**** SOURCE INFORMATION

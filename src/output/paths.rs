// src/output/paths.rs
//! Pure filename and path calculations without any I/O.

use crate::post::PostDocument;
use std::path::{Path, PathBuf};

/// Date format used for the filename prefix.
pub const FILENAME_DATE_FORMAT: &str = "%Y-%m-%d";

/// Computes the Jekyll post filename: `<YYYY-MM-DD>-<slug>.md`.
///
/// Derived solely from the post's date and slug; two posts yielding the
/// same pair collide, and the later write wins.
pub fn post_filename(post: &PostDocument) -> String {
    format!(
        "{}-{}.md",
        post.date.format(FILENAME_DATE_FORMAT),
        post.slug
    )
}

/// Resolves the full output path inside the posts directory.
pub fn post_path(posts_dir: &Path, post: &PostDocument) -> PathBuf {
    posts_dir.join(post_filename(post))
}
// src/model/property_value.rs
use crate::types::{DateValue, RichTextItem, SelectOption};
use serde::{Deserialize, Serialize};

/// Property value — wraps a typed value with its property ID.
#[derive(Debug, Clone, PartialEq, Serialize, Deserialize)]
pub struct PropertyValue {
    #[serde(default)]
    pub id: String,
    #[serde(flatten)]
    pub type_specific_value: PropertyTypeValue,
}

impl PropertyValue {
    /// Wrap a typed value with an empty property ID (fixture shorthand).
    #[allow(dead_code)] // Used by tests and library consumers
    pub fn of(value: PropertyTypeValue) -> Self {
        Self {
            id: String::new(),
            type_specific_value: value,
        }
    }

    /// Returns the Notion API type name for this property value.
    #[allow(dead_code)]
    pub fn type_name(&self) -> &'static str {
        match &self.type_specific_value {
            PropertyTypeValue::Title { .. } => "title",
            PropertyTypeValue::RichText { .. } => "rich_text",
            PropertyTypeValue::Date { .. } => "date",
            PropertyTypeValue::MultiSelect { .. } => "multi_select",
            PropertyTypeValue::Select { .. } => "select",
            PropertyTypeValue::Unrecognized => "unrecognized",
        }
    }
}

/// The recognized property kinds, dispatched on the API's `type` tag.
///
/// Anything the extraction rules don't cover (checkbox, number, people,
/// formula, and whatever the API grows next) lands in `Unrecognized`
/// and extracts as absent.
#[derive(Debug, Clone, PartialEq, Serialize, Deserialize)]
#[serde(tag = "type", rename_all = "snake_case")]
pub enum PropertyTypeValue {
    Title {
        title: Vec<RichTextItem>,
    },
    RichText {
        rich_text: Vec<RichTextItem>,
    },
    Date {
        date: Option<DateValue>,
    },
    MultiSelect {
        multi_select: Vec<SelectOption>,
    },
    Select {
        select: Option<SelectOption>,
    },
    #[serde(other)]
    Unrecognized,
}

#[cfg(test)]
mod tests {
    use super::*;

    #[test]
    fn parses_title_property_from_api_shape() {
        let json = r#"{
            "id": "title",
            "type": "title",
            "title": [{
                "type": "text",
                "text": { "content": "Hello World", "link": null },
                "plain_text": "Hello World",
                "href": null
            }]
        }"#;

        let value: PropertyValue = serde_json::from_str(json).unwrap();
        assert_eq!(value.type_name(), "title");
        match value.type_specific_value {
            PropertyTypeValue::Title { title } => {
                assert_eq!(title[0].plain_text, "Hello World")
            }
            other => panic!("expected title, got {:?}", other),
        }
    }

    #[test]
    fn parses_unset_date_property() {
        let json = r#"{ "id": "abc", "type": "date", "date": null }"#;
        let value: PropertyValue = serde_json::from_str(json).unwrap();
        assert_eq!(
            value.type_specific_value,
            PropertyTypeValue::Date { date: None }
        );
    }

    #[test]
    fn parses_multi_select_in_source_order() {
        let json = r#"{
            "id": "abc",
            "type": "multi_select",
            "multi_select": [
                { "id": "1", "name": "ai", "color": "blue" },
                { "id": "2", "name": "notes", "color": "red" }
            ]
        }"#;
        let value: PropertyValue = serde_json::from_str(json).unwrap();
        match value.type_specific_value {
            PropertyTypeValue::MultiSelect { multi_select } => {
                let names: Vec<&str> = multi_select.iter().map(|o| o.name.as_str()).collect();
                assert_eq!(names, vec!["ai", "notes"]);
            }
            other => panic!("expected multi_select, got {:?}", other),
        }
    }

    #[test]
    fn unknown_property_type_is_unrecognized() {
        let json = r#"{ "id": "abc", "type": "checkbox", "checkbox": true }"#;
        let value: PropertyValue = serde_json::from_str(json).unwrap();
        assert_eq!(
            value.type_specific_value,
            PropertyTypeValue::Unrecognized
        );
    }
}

********

* _ASSIGNMENT_
Every line above with the word "World" belongs in the answer, copied as written.

* _ANSWER TO THE PROBLEM_
                "text": { "content": "Hello World", "link": null },
                "plain_text": "Hello World",
                assert_eq!(title[0].plain_text, "Hello World")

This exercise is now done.